━━ Given entries

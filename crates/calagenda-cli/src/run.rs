//! Command implementations.

use std::path::Path;

use calagenda_core::{
    AgendaConfig, CalendarResponse, EventPresenter, FeedMerger, TimeResolver, build_agenda,
    collect_feeds, parse_response,
};
use chrono::{Local, TimeZone, Utc};
use tracing::{debug, error, info};

use crate::cli::{Cli, Command, RenderArgs};
use crate::error::{CliError, CliResult};
use crate::output;

/// Loads the configuration named on the command line, or the defaults.
pub fn load_config(cli: &Cli) -> CliResult<AgendaConfig> {
    match cli.config {
        Some(ref path) => Ok(AgendaConfig::load_from(path)?),
        None => Ok(AgendaConfig::default()),
    }
}

/// Runs the parsed command.
pub fn run(cli: &Cli, config: &AgendaConfig) -> CliResult<()> {
    match cli.command {
        Command::Render(ref args) => {
            let rendered = if args.utc {
                render(args, config, TimeResolver::new(Utc))?
            } else {
                render(args, config, TimeResolver::new(Local))?
            };
            output::write_output(args.output.as_deref(), &rendered)
        }
        Command::Calendars => {
            for id in config.calendar_ids() {
                println!("{}", id);
            }
            Ok(())
        }
    }
}

/// Reads the feed files, merges them and renders the agenda.
///
/// Files that cannot be read or decoded are logged and skipped.
pub fn render<Tz: TimeZone>(
    args: &RenderArgs,
    config: &AgendaConfig,
    resolver: TimeResolver<Tz>,
) -> CliResult<String> {
    let responses = args
        .feeds
        .iter()
        .filter_map(|path| match read_response(path) {
            Ok(response) => Some((path.display().to_string(), response)),
            Err(e) => {
                error!(error = %e, "skipping calendar feed");
                None
            }
        })
        .collect::<Vec<_>>();

    let cap = args.max_results.unwrap_or(config.max_results);
    let title_format = args
        .title_format
        .as_deref()
        .unwrap_or(&config.title_format);

    let feeds = collect_feeds(responses);
    info!(feeds = feeds.len(), cap, "merging {} feeds into {} results", feeds.len(), cap);

    let merged = FeedMerger::new(resolver.clone()).merge(feeds, cap);
    let presenter = EventPresenter::new(resolver, config.labels.clone());
    let agenda = build_agenda(&merged, &presenter, title_format);
    debug!(events = agenda.len(), days = agenda.groups.len(), "agenda built");

    if args.json {
        output::format_json(&agenda)
    } else {
        Ok(output::format_text(&agenda))
    }
}

fn read_response(path: &Path) -> CliResult<CalendarResponse> {
    let content = std::fs::read_to_string(path).map_err(|e| CliError::io(path, e))?;
    parse_response(&content).map_err(|source| CliError::Feed {
        path: path.to_path_buf(),
        source,
    })
}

━━━━

[Exercise details]:
Everything in the listing needs to appear again exactly.

[Answer to this problem]:
filename crates/calagenda-cli/src/run.rs
//! Command implementations.

use std::path::Path;

use calagenda_core::{
    AgendaConfig, CalendarResponse, EventPresenter, FeedMerger, TimeResolver, build_agenda,
    collect_feeds, parse_response,
};
use chrono::{Local, TimeZone, Utc};
use tracing::{debug, error, info};

use crate::cli::{Cli, Command, RenderArgs};
use crate::error::{CliError, CliResult};
use crate::output;

/// Loads the configuration named on the command line, or the defaults.
pub fn load_config(cli: &Cli) -> CliResult<AgendaConfig> {
    match cli.config {
        Some(ref path) => Ok(AgendaConfig::load_from(path)?),
        None => Ok(AgendaConfig::default()),
    }
}

/// Runs the parsed command.
pub fn run(cli: &Cli, config: &AgendaConfig) -> CliResult<()> {
    match cli.command {
        Command::Render(ref args) => {
            let rendered = if args.utc {
                render(args, config, TimeResolver::new(Utc))?
            } else {
                render(args, config, TimeResolver::new(Local))?
            };
            output::write_output(args.output.as_deref(), &rendered)
        }
        Command::Calendars => {
            for id in config.calendar_ids() {
                println!("{}", id);
            }
            Ok(())
        }
    }
}

/// Reads the feed files, merges them and renders the agenda.
///
/// Files that cannot be read or decoded are logged and skipped.
pub fn render<Tz: TimeZone>(
    args: &RenderArgs,
    config: &AgendaConfig,
    resolver: TimeResolver<Tz>,
) -> CliResult<String> {
    let responses = args
        .feeds
        .iter()
        .filter_map(|path| match read_response(path) {
            Ok(response) => Some((path.display().to_string(), response)),
            Err(e) => {
                error!(error = %e, "skipping calendar feed");
                None
            }
        })
        .collect::<Vec<_>>();

    let cap = args.max_results.unwrap_or(config.max_results);
    let title_format = args
        .title_format
        .as_deref()
        .unwrap_or(&config.title_format);

    let feeds = collect_feeds(responses);
    info!(feeds = feeds.len(), cap, "merging {} feeds into {} results", feeds.len(), cap);

    let merged = FeedMerger::new(resolver.clone()).merge(feeds, cap);
    let presenter = EventPresenter::new(resolver, config.labels.clone());
    let agenda = build_agenda(&merged, &presenter, title_format);
    debug!(events = agenda.len(), days = agenda.groups.len(), "agenda built");

    if args.json {
        output::format_json(&agenda)
    } else {
        Ok(output::format_text(&agenda))
    }
}

fn read_response(path: &Path) -> CliResult<CalendarResponse> {
    let content = std::fs::read_to_string(path).map_err(|e| CliError::io(path, e))?;
    parse_response(&content).map_err(|source| CliError::Feed {
        path: path.to_path_buf(),
        source,
    })
}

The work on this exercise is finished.